Kuba adalah satu negara yang paling pertama mengecam agresi Israel ke Jalur Gaza dan menyebut agresi itu sebagai "genosida terhadap warga sipil Palestina."

Sementara itu, Tony Blair, utusan tim kwartet-tim perdamaian Israel-Palestina yang beranggotakan PBB, Uni Eropa, AS dan Rusia-menghimbau agar Hamas dilibatkan untuk mencapai perdamaian di Timur Tengah.

"Saya pikir, sangat penting bagi kita untuk menemukan cara agar Hamas dilibatkan dalam proses perdamaian. Tapi hal itu hanya bisa dilakukan jika Hamas siap dilibatkan dengan mematuhi ketentuan-ketentuan tertentu," kata Blair tanpa menjelaskan apa yang dimaksud ketentuan-ketentuan tertentu itu.

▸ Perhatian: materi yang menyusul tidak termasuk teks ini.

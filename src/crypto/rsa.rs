//! RSA PKCS#1 v1.5 signing and verification for DNSSEC.
//!
//! The `rsa` crate is only asked for raw PKCS#1 v1.5 padding. We build the `DigestInfo` ourselves
//! so that every DNSSEC hash (including MD5) goes through the same path.

use ::rsa::traits::PublicKeyParts;
use ::rsa::{Pkcs1v15Sign, RsaPrivateKey, RsaPublicKey};

use super::bigint::BigUint;
use super::hash::{digest_info_prefix, hash};
use crate::alg::HashAlg;
use crate::error::DnssecError;

fn digest_info(alg: HashAlg, data: &[u8]) -> Vec<u8> {
	let pfx = digest_info_prefix(alg);
	let mut res = Vec::with_capacity(pfx.len() + 64);
	res.extend_from_slice(pfx);
	res.extend_from_slice(&hash(alg, data));
	res
}

/// Signs `data`, returning a signature exactly as long as the modulus.
pub(crate) fn sign_rsa(key: &RsaPrivateKey, alg: HashAlg, data: &[u8]) -> Result<Vec<u8>, DnssecError> {
	key.sign(Pkcs1v15Sign::new_unprefixed(), &digest_info(alg, data))
		.map_err(DnssecError::crypto)
}

/// Validates the given RSA signature against the given RSA public key components.
pub(crate) fn validate_rsa(modulus: &BigUint, exponent: &BigUint, alg: HashAlg, sig: &[u8], data: &[u8])
-> Result<(), DnssecError> {
	let pk = RsaPublicKey::new(modulus.clone(), exponent.clone())
		.map_err(DnssecError::crypto)?;
	// Signatures are always exactly as long as the modulus.
	if sig.len() != pk.size() { return Err(DnssecError::SignatureVerificationFailed); }
	pk.verify(Pkcs1v15Sign::new_unprefixed(), &digest_info(alg, data), sig)
		.map_err(|_| DnssecError::SignatureVerificationFailed)
}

Ia mengatakan, dalam situasi seperti ini semua pihak harus diajak bicara dan negara Palestina kemungkinan bisa diwujudkan dengan melakukan perubahan di Tepi Barat. "Persoalan akan terjadi jika Anda berusaha untuk mengesampingkan Gaza. Situasinya akan lebih serius jika Anda membawanya ke tangan orang-orang yang memiliki kekuatan yang bisa meledak kapan saja," ujar Blair.

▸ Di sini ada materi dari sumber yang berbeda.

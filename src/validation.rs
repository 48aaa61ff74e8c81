//! Signing and verification of [`RRset`]s, and DS digests of [`DnsKey`]s.
//!
//! Verification walks a fixed sequence of checks, stopping at the first that fails: the key must
//! be the one the signature names (algorithm, key tag and signer), the signature must be within
//! its validity period (expiration is checked before inception), and only then is the signature
//! itself checked.

use std::time::{SystemTime, UNIX_EPOCH};

use tracing::debug;

use crate::alg::{Algorithm, DigestAlgorithm, KeyFamily};
use crate::crypto::{dsa, ec, rsa};
use crate::digest::digest_rrset;
use crate::error::DnssecError;
use crate::keys::{check_compatible, to_public_key, PrivateKey, PublicKey};
use crate::rr::*;
use crate::ser::write_name;
use crate::sigcodec::{der_to_wire, wire_to_der, SigFormat};

/// Maps a 32-bit DNSSEC timestamp onto a UNIX time.
pub(crate) fn resolve_time(time: u32) -> u64 {
	// RFC 2065 was published in January 1997, so we arbitrarily use that as a cutoff and assume
	// any timestamps before then are actually past 2106 instead.
	// We ignore leap years for simplicity.
	if time < 60*60*24*365*27 {
		(time as u64) + (u32::MAX as u64) + 1
	} else {
		time.into()
	}
}

/// The current UNIX time.
pub(crate) fn now() -> u64 {
	SystemTime::now().duration_since(UNIX_EPOCH).map(|d| d.as_secs()).unwrap_or(0)
}

/// Checks that `key` is the key `sig` claims to be made by.
pub(crate) fn check_key(sig: &SigData, key: &DnsKey) -> Result<(), DnssecError> {
	let key_tag = key.key_tag();
	if sig.alg != key.alg || sig.key_tag != key_tag || !sig.key_name.eq_canonical(&key.name) {
		debug!(sig_alg = sig.alg, key_alg = key.alg, sig_tag = sig.key_tag, key_tag,
			signer = %sig.key_name, key_name = %key.name, "signature was not made by this key");
		return Err(DnssecError::KeyMismatch {
			sig_alg: sig.alg, key_alg: key.alg, sig_tag: sig.key_tag, key_tag,
		});
	}
	Ok(())
}

/// Checks that `now` is within `[inception, expiration]`, checking expiration first.
pub(crate) fn check_time(sig: &SigData, now: u64) -> Result<(), DnssecError> {
	let expiration = resolve_time(sig.expiration);
	if now > expiration {
		debug!(expiration, now, "signature expired");
		return Err(DnssecError::SignatureExpired { expiration, now });
	}
	let inception = resolve_time(sig.inception);
	if now < inception {
		debug!(inception, now, "signature not yet valid");
		return Err(DnssecError::SignatureNotYetValid { inception, now });
	}
	Ok(())
}

/// Checks the wire-format `signature` over `data` against `key`.
pub(crate) fn verify_signature(data: &[u8], signature: &[u8], key: &DnsKey) -> Result<(), DnssecError> {
	let alg = Algorithm::try_from(key.alg)?;
	let public = to_public_key(key)?;
	let sig = wire_to_der(signature, SigFormat::for_public_key(&public))?;
	let res = match (&public, alg.family()) {
		(PublicKey::Rsa { modulus, exponent }, KeyFamily::Rsa) =>
			rsa::validate_rsa(modulus, exponent, alg.hash(), &sig, data),
		(PublicKey::Dsa { p, q, g, y }, KeyFamily::Dsa) =>
			dsa::validate_dsa(p, q, g, y, &sig, data),
		(PublicKey::Ec { curve, x, y }, KeyFamily::Ecdsa(_)) =>
			ec::validate_ecdsa(*curve, x, y, &sig, data),
		_ => Err(DnssecError::IncompatibleKey),
	};
	if let Err(e) = &res {
		debug!(alg = %alg, error = %e, "signature did not verify");
	}
	res
}

/// Signs `data` with `key` under `alg`, returning a wire-format signature.
pub(crate) fn create_signature(data: &[u8], alg: Algorithm, key: &PrivateKey) -> Result<Vec<u8>, DnssecError> {
	let sig = match key {
		PrivateKey::Rsa(key) => rsa::sign_rsa(key, alg.hash(), data)?,
		PrivateKey::Dsa { p, q, g, y, x } => dsa::sign_dsa(p, q, g, y, x, data)?,
		PrivateKey::Ec { curve, d } => ec::sign_ecdsa(*curve, d, data)?,
	};
	der_to_wire(&sig, SigFormat::for_private_key(key))
}

/// Verifies `rrsig` over `rrset` with `key` at the current system time.
///
/// See [`verify_at`].
pub fn verify<R: Record>(rrset: &RRset<R>, rrsig: &RRSig, key: &DnsKey) -> Result<(), DnssecError> {
	verify_at(rrset, rrsig, key, now())
}

/// Verifies `rrsig` over `rrset` with `key`, as if the current UNIX time were `now`.
///
/// `key` must be the key `rrsig` names, else [`DnssecError::KeyMismatch`]. `now` must lie within
/// the signature's validity period (both bounds inclusive), else
/// [`DnssecError::SignatureExpired`] or [`DnssecError::SignatureNotYetValid`]. Signatures over a
/// different record type, with more labels than the owner name or which simply don't verify fail
/// with [`DnssecError::SignatureVerificationFailed`].
///
/// Note that the DNSKEY protocol and flags are not checked, nor is `key` itself authenticated.
pub fn verify_at<R: Record>(rrset: &RRset<R>, rrsig: &RRSig, key: &DnsKey, now: u64)
-> Result<(), DnssecError> {
	check_key(rrsig, key)?;
	check_time(rrsig, now)?;
	if rrsig.ty != rrset.ty() {
		debug!(covered = rrsig.ty, ty = rrset.ty(), "signature covers a different type");
		return Err(DnssecError::SignatureVerificationFailed);
	}
	let data = digest_rrset(rrsig, rrset)?;
	verify_signature(&data, &rrsig.signature, key)
}

/// Signs `rrset` with `private`, the private half of `key`, producing an [`RRSig`] valid from
/// `inception` until `expiration` (UNIX times, truncated to 32 bits as on the wire).
///
/// Fails with [`DnssecError::UnsupportedAlgorithm`] or [`DnssecError::IncompatibleKey`] before
/// anything is signed if `key`'s algorithm cannot be used with `private`.
pub fn sign<R: Record>(rrset: &RRset<R>, key: &DnsKey, private: &PrivateKey, inception: u32, expiration: u32)
-> Result<RRSig, DnssecError> {
	let alg = check_compatible(private.family(), key.alg)?;
	let name = rrset.name();
	let labels = if name.is_wildcard() { name.labels() - 1 } else { name.labels() };
	let sig = SigData {
		name: name.clone(), ty: rrset.ty(), alg: key.alg, labels, orig_ttl: rrset.ttl(),
		expiration, inception, key_tag: key.key_tag(), key_name: key.name.clone(),
	};
	let data = digest_rrset(&sig, rrset)?;
	let signature = create_signature(&data, alg, private)?;
	debug!(name = %sig.name, ty = sig.ty, alg = %alg, key_tag = sig.key_tag, "signed RRset");
	Ok(sig.into_rrsig(signature))
}

/// Computes the digest a DS record for `key` carries: the hash of its canonical owner name
/// followed by its canonical RDATA.
pub fn generate_ds_digest(key: &DnsKey, digest_type: DigestAlgorithm) -> Vec<u8> {
	let mut ctx = ring::digest::Context::new(digest_type.ring_alg());
	write_name(&mut ctx, &key.name);
	ctx.update(&key.flags.to_be_bytes());
	ctx.update(&key.protocol.to_be_bytes());
	ctx.update(&key.alg.to_be_bytes());
	ctx.update(&key.pubkey);
	ctx.finish().as_ref().to_vec()
}

/// Builds the [`DS`] record which delegates to `key`.
pub fn generate_ds(key: &DnsKey, digest_type: DigestAlgorithm) -> DS {
	DS {
		name: key.name.clone(), key_tag: key.key_tag(), alg: key.alg, digest_type: digest_type as u8,
		digest: generate_ds_digest(key, digest_type),
	}
}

Ditanya apakah ia terkejut dengan kerusakan yang dilakukan Israel lewat agresinya di Gaza, Blair hanya menjawab, "Saya sudah sering bilang, kita perlu melakukan strategi yang berbeda dari yang sebelumnya dilakukan."

Meski demikian, dari beberapa wawancara di media massa, Blair tetap mendukung sikap Barat yang memaksa Hamas untuk mengakui Israel sebelum Hamas dilibatkan dalam proses perdamaian. Negara-negara Barat hanya mendukung Presiden Palestina Mahmoud Abbas di Tepi Barat, meski Hamas adalah pemegang tampuk kekuasaan yang sah di Palestina karena memenangkan pemilu di negeri itu. Negara-negara Barat lebih pro-Abbas, karena Abbas bersikap lunak dan mau bekerjasama dengan AS dan Israel. (ln/prtv)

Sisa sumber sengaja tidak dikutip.